_Records provided_
────────────────
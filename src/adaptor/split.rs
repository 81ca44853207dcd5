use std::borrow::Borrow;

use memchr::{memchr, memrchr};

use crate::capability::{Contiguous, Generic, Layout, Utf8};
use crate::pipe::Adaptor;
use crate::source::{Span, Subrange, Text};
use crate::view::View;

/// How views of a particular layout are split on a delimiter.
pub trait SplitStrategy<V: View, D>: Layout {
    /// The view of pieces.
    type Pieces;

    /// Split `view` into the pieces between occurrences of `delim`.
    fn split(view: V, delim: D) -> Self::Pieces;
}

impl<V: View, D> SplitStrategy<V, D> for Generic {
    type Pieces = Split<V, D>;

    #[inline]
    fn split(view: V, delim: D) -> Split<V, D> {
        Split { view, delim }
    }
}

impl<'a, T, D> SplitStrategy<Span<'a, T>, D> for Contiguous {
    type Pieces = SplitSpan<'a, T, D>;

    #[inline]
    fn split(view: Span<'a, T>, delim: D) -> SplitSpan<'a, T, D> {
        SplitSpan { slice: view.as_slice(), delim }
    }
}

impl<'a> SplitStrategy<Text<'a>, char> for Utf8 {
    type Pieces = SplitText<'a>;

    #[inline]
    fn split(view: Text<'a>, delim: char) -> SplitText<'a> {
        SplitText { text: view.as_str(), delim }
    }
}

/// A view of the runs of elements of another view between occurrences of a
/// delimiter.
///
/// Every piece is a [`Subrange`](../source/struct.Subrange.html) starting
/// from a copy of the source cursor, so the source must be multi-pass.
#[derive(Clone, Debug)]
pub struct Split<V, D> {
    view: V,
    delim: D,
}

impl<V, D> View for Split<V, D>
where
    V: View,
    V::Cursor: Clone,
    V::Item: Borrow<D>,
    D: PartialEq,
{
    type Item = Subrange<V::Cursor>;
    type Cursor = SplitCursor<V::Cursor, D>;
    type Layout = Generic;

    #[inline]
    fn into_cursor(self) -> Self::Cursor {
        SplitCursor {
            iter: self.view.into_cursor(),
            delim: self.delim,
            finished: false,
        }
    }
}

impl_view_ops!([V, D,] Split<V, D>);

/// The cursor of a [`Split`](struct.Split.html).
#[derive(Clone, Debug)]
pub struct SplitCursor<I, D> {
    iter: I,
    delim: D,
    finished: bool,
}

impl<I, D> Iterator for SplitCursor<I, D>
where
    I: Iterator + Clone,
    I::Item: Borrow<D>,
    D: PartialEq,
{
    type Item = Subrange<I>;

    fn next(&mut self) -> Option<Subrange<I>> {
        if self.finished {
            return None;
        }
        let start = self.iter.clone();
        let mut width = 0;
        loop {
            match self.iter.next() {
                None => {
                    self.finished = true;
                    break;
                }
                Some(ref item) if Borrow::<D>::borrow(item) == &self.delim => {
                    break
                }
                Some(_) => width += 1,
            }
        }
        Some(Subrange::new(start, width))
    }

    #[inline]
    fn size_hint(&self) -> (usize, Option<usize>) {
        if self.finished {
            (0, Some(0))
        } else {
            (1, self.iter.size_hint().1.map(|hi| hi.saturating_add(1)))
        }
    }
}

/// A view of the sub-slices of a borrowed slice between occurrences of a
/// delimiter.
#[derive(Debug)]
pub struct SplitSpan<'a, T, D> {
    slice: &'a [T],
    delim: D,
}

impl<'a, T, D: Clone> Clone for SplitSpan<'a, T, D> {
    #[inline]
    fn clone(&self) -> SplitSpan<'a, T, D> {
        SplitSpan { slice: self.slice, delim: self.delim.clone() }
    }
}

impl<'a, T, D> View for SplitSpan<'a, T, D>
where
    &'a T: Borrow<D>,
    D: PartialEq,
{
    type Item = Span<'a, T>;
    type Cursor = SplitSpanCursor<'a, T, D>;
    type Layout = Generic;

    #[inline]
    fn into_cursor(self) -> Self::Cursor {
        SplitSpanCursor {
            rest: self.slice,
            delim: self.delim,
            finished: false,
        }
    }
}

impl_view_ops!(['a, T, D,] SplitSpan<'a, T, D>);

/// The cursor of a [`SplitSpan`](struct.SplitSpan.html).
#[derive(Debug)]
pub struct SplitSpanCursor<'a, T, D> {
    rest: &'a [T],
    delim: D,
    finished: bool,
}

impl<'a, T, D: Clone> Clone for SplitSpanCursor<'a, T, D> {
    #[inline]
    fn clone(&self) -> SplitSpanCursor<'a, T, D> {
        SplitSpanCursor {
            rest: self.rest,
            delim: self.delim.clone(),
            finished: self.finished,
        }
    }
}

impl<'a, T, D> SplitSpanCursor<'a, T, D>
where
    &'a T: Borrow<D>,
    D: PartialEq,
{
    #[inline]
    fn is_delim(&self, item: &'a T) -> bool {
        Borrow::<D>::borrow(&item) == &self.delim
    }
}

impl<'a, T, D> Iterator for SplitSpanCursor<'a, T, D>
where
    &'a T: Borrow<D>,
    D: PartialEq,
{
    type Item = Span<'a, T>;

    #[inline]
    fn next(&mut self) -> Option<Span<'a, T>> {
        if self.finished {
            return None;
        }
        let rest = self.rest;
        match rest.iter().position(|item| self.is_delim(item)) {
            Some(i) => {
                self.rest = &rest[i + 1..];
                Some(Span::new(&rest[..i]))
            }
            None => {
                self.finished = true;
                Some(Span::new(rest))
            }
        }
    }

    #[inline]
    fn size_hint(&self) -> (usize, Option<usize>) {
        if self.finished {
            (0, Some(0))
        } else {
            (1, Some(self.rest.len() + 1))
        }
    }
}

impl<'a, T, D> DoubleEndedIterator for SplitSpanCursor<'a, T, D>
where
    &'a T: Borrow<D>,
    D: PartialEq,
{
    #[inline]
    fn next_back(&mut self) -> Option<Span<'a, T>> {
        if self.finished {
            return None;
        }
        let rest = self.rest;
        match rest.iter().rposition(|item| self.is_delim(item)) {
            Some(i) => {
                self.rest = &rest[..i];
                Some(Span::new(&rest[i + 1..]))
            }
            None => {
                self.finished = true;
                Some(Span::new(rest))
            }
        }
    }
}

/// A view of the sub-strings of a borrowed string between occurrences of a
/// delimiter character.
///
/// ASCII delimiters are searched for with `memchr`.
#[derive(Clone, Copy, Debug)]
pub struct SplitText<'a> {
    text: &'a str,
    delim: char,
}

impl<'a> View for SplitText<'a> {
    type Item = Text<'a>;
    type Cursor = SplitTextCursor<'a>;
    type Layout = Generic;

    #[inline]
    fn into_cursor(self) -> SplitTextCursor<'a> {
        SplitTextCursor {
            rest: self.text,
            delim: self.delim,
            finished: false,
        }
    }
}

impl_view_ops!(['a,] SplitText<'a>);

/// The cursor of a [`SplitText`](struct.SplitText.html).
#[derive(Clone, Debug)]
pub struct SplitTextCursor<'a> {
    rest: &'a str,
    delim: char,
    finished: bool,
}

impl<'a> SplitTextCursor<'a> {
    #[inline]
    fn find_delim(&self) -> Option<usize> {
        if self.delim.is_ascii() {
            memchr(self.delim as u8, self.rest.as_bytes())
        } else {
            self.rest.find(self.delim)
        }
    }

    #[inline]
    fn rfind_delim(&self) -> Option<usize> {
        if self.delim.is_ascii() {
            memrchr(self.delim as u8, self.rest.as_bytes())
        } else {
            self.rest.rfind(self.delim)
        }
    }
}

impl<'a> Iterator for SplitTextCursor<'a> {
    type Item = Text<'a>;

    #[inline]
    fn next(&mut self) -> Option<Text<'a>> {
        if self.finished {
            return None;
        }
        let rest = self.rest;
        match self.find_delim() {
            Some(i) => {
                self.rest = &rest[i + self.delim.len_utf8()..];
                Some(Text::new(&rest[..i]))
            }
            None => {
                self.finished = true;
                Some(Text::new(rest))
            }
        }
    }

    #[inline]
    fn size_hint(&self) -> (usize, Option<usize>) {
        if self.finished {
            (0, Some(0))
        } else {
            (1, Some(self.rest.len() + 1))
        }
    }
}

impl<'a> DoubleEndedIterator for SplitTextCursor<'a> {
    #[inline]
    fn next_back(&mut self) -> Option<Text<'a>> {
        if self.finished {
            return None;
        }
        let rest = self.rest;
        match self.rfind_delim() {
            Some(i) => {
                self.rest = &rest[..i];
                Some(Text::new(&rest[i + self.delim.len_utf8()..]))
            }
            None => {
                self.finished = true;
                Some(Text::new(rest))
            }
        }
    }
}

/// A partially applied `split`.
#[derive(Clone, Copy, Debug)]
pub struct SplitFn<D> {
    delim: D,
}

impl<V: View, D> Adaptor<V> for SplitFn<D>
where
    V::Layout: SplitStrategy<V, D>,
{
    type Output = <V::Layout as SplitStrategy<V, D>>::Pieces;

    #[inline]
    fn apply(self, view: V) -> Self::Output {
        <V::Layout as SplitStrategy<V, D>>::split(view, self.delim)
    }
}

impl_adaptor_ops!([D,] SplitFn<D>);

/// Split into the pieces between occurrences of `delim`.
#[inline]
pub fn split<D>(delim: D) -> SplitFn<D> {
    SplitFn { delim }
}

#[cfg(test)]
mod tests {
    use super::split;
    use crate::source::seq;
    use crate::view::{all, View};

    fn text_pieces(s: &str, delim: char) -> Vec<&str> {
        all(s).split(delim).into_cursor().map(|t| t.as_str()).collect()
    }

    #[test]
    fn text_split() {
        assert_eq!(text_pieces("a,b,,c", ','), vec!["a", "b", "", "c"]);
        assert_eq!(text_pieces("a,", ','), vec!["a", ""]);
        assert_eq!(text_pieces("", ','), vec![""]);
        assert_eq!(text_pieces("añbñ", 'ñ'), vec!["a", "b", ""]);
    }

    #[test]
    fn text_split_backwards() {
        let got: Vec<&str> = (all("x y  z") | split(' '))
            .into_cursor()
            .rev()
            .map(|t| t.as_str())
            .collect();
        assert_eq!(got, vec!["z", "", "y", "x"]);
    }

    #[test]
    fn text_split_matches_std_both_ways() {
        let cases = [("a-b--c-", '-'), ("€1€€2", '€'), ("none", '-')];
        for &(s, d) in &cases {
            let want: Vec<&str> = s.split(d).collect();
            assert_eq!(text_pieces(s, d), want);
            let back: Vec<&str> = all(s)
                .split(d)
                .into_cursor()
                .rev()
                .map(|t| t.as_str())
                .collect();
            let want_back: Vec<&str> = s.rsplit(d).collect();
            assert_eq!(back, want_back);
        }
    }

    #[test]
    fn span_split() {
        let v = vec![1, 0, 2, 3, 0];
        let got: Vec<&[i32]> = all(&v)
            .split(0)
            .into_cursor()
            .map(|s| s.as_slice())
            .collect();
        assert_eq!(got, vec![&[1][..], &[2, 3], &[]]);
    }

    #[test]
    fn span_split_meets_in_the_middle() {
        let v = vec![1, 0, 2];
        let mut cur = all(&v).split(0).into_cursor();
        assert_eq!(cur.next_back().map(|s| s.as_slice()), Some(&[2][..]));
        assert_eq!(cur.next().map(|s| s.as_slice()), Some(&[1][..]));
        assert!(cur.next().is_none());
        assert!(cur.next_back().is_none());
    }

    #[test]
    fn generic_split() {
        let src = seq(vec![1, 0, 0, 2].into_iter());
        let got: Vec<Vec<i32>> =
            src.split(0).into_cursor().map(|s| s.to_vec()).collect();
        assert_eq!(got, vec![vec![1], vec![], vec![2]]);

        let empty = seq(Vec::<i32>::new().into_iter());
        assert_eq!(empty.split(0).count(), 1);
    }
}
────────────────
_Directions for this task_
Reproduce, word for word and in full, only the lines above that start at the line with "self.rest.rfind(self.delim)" and run through the line with "all(s).split(delim).into_cursor().map(|t| t.as_str()).collect()", both ends included.

_Written response_
            self.rest.rfind(self.delim)
        }
    }
}

impl<'a> Iterator for SplitTextCursor<'a> {
    type Item = Text<'a>;

    #[inline]
    fn next(&mut self) -> Option<Text<'a>> {
        if self.finished {
            return None;
        }
        let rest = self.rest;
        match self.find_delim() {
            Some(i) => {
                self.rest = &rest[i + self.delim.len_utf8()..];
                Some(Text::new(&rest[..i]))
            }
            None => {
                self.finished = true;
                Some(Text::new(rest))
            }
        }
    }

    #[inline]
    fn size_hint(&self) -> (usize, Option<usize>) {
        if self.finished {
            (0, Some(0))
        } else {
            (1, Some(self.rest.len() + 1))
        }
    }
}

impl<'a> DoubleEndedIterator for SplitTextCursor<'a> {
    #[inline]
    fn next_back(&mut self) -> Option<Text<'a>> {
        if self.finished {
            return None;
        }
        let rest = self.rest;
        match self.rfind_delim() {
            Some(i) => {
                self.rest = &rest[..i];
                Some(Text::new(&rest[i + self.delim.len_utf8()..]))
            }
            None => {
                self.finished = true;
                Some(Text::new(rest))
            }
        }
    }
}

/// A partially applied `split`.
#[derive(Clone, Copy, Debug)]
pub struct SplitFn<D> {
    delim: D,
}

impl<V: View, D> Adaptor<V> for SplitFn<D>
where
    V::Layout: SplitStrategy<V, D>,
{
    type Output = <V::Layout as SplitStrategy<V, D>>::Pieces;

    #[inline]
    fn apply(self, view: V) -> Self::Output {
        <V::Layout as SplitStrategy<V, D>>::split(view, self.delim)
    }
}

impl_adaptor_ops!([D,] SplitFn<D>);

/// Split into the pieces between occurrences of `delim`.
#[inline]
pub fn split<D>(delim: D) -> SplitFn<D> {
    SplitFn { delim }
}

#[cfg(test)]
mod tests {
    use super::split;
    use crate::source::seq;
    use crate::view::{all, View};

    fn text_pieces(s: &str, delim: char) -> Vec<&str> {
        all(s).split(delim).into_cursor().map(|t| t.as_str()).collect()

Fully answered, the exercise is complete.